---- Recorded data

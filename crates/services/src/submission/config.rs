use std::env;
use std::time::Duration;

pub(crate) const DEFAULT_TIMEOUT_SECS: u64 = 5;

/// Endpoint settings for result submission.
#[derive(Clone, Debug, PartialEq, Eq)]
pub struct SubmissionConfig {
    pub endpoint_url: String,
    pub token: Option<String>,
    pub timeout: Duration,
}

impl SubmissionConfig {
    /// Read settings from the environment.
    ///
    /// Returns `None` unless `ROGAINE_SUBMIT_ENABLED=1` and an endpoint is set.
    #[must_use]
    pub fn from_env() -> Option<Self> {
        Self::from_lookup(|key| env::var(key).ok())
    }

    pub(crate) fn from_lookup(lookup: impl Fn(&str) -> Option<String>) -> Option<Self> {
        if lookup("ROGAINE_SUBMIT_ENABLED").as_deref().map(str::trim) != Some("1") {
            return None;
        }
        let endpoint_url = lookup("ROGAINE_SUBMIT_ENDPOINT_URL")?;
        if endpoint_url.trim().is_empty() {
            return None;
        }
        let token = lookup("ROGAINE_SUBMIT_TOKEN").filter(|t| !t.trim().is_empty());
        Some(Self {
            endpoint_url: endpoint_url.trim().to_owned(),
            token,
            timeout: timeout_from(lookup("ROGAINE_SUBMIT_TIMEOUT_SECS")),
        })
    }
}

/// Request timeout, also used as the leave-hook budget.
#[must_use]
pub fn timeout_from_env() -> Duration {
    timeout_from(env::var("ROGAINE_SUBMIT_TIMEOUT_SECS").ok())
}

fn timeout_from(raw: Option<String>) -> Duration {
    let secs = raw
        .and_then(|v| v.trim().parse::<u64>().ok())
        .filter(|s| *s > 0)
        .unwrap_or(DEFAULT_TIMEOUT_SECS);
    Duration::from_secs(secs)
}
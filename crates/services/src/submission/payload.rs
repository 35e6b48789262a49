use serde::Serialize;

use rogaine_core::model::{EndReason, GameError, GameProgress};

use crate::reference_data::ReferenceData;

pub const PAYLOAD_SCHEMA_VERSION: u32 = 1;

#[derive(Debug, Clone, PartialEq, Eq, Serialize)]
pub struct AchievementEntry {
    pub id: String,
    pub points: u32,
}

/// Wire shape of a submitted result, version 1.
#[derive(Debug, Clone, PartialEq, Eq, Serialize)]
pub struct ResultPayloadV1 {
    pub schema: u32,
    #[serde(skip_serializing_if = "Option::is_none")]
    pub token: Option<String>,
    pub share_ok: bool,
    pub started_at_ms: i64,
    pub ended_at_ms: i64,
    pub duration_min: u32,
    pub end_reason: EndReason,
    pub score: i64,
    pub penalty: i64,
    pub time_penalty: i64,
    pub checkpoint_penalty: i64,
    pub checkpoint_total: usize,
    pub checkpoint_reached: usize,
    pub visited_spot_ids: Vec<String>,
    pub visited_spot_names: Vec<String>,
    pub reached_cp_ids: Vec<String>,
    pub station_event_count: usize,
    pub achievement_bonus: i64,
    pub achievements: Vec<AchievementEntry>,
}

/// Build the payload from a finished game.
///
/// Scores are recomputed rather than copied from the record.
///
/// # Errors
///
/// Returns `GameError::NotFinished` for a game that has not ended.
pub fn build_payload_v1(
    progress: &GameProgress,
    reference: &ReferenceData,
    token: Option<String>,
    share_ok: bool,
) -> Result<ResultPayloadV1, GameError> {
    let breakdown = progress.breakdown()?;
    let (Some(ended_at_ms), Some(end_reason)) = (progress.ended_at_ms(), progress.end_reason())
    else {
        return Err(GameError::NotFinished);
    };

    Ok(ResultPayloadV1 {
        schema: PAYLOAD_SCHEMA_VERSION,
        token,
        share_ok,
        started_at_ms: progress.started_at_ms(),
        ended_at_ms,
        duration_min: progress.config().duration_min(),
        end_reason,
        score: breakdown.score,
        penalty: breakdown.total_penalty,
        time_penalty: breakdown.time_penalty,
        checkpoint_penalty: breakdown.checkpoint_penalty,
        checkpoint_total: progress.cp_spot_ids().len(),
        checkpoint_reached: progress.reached_cp_ids().len(),
        visited_spot_ids: progress
            .visited_spot_ids()
            .iter()
            .map(ToString::to_string)
            .collect(),
        visited_spot_names: progress
            .visited_spot_ids()
            .iter()
            .map(|id| reference.spot_name(id))
            .collect(),
        reached_cp_ids: progress
            .reached_cp_ids()
            .iter()
            .map(ToString::to_string)
            .collect(),
        station_event_count: progress.visited_station_events().len(),
        achievement_bonus: breakdown.achievement_bonus,
        achievements: progress
            .achievement_unlocked()
            .iter()
            .map(|a| AchievementEntry {
                id: a.id.to_string(),
                points: a.points,
            })
            .collect(),
    })
}

#[cfg(test)]
mod tests {
    use super::*;
    use rogaine_core::model::{
        Achievement, AchievementId, GameConfig, Spot, SpotId, StationEvent, StationId,
    };
    use rogaine_core::time::fixed_now_ms;

    fn finished_game() -> GameProgress {
        let start = fixed_now_ms();
        let mut game = GameProgress::new(
            start,
            GameConfig::new(60).unwrap(),
            vec![SpotId::new("S1"), SpotId::new("S2"), SpotId::new("S3")],
        );
        game.visit_spot(SpotId::new("S1")).unwrap();
        game.visit_spot(SpotId::new("S7")).unwrap();
        game.record_station_event(StationEvent::board(StationId::new("T1")))
            .unwrap();
        game.unlock_achievement(Achievement {
            id: AchievementId::new("early-bird"),
            name: "Early bird".into(),
            points: 30,
        })
        .unwrap();
        // 90 seconds late.
        game.finish(start + 60 * 60_000 + 90_000, EndReason::Completed)
            .unwrap();
        game
    }

    #[test]
    fn payload_carries_recomputed_score_and_names() {
        let reference = ReferenceData::new(
            vec![Spot::new(SpotId::new("S1"), "Lighthouse", true)],
            Vec::new(),
        );
        let payload =
            build_payload_v1(&finished_game(), &reference, Some("tok".into()), true).unwrap();

        assert_eq!(payload.schema, 1);
        assert_eq!(payload.time_penalty, 1);
        assert_eq!(payload.checkpoint_penalty, 200);
        assert_eq!(payload.penalty, 201);
        assert_eq!(payload.score, -171);
        assert_eq!(payload.checkpoint_total, 3);
        assert_eq!(payload.checkpoint_reached, 1);
        assert_eq!(payload.visited_spot_names, ["Lighthouse", "S7"]);
        assert_eq!(payload.station_event_count, 1);
        assert_eq!(
            payload.achievements,
            [AchievementEntry {
                id: "early-bird".into(),
                points: 30
            }]
        );

        let json = serde_json::to_value(&payload).unwrap();
        assert_eq!(json["end_reason"], "COMPLETED");
        assert_eq!(json["token"], "tok");
        assert_eq!(json["share_ok"], true);
    }

    #[test]
    fn unfinished_game_has_no_payload() {
        let game = GameProgress::new(fixed_now_ms(), GameConfig::new(30).unwrap(), Vec::new());
        let err = build_payload_v1(&game, &ReferenceData::unavailable(), None, true).unwrap_err();
        assert_eq!(err, GameError::NotFinished);
    }
}
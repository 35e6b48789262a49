#![forbid(unsafe_code)]

pub mod consent;
pub mod error;
pub mod model;
pub mod scoring;
pub mod time;
pub mod transit;
pub mod view;

pub use error::Error;
pub use time::Clock;
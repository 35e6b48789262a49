use crate::view::View;

/// Persisted consent answers, as read at navigation time.
#[derive(Debug, Clone, Copy, Default, PartialEq, Eq)]
pub struct ConsentFlags {
    pub blocked: bool,
    pub safety_acknowledged: bool,
    pub terms_acknowledged: bool,
}

#[derive(Debug, Clone, Copy, PartialEq, Eq)]
pub enum GateState {
    /// The player declined the terms; stays here until the block is cleared.
    Blocked,
    NeedsSafetyAck,
    NeedsTermsAck,
    Allowed,
}

#[derive(Debug, Clone, Copy, PartialEq, Eq)]
pub enum GateDecision {
    Allow,
    Redirect(View),
}

impl ConsentFlags {
    #[must_use]
    pub fn state(&self) -> GateState {
        if self.blocked {
            GateState::Blocked
        } else if !self.safety_acknowledged {
            GateState::NeedsSafetyAck
        } else if !self.terms_acknowledged {
            GateState::NeedsTermsAck
        } else {
            GateState::Allowed
        }
    }
}

/// Decide whether navigation to `target` may proceed.
#[must_use]
pub fn evaluate(target: View, flags: ConsentFlags) -> GateDecision {
    if target.bypasses_consent() {
        return GateDecision::Allow;
    }
    match flags.state() {
        GateState::Blocked => GateDecision::Redirect(View::Exit),
        GateState::NeedsSafetyAck => GateDecision::Redirect(View::NoticeSafety),
        GateState::NeedsTermsAck => GateDecision::Redirect(View::Terms),
        GateState::Allowed => GateDecision::Allow,
    }
}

--------

Report back each line of the entries that holds the string "SpotId".

        Achievement, AchievementId, GameConfig, Spot, SpotId, StationEvent, StationId,
            vec![SpotId::new("S1"), SpotId::new("S2"), SpotId::new("S3")],
        game.visit_spot(SpotId::new("S1")).unwrap();
        game.visit_spot(SpotId::new("S7")).unwrap();
            vec![Spot::new(SpotId::new("S1"), "Lighthouse", true)],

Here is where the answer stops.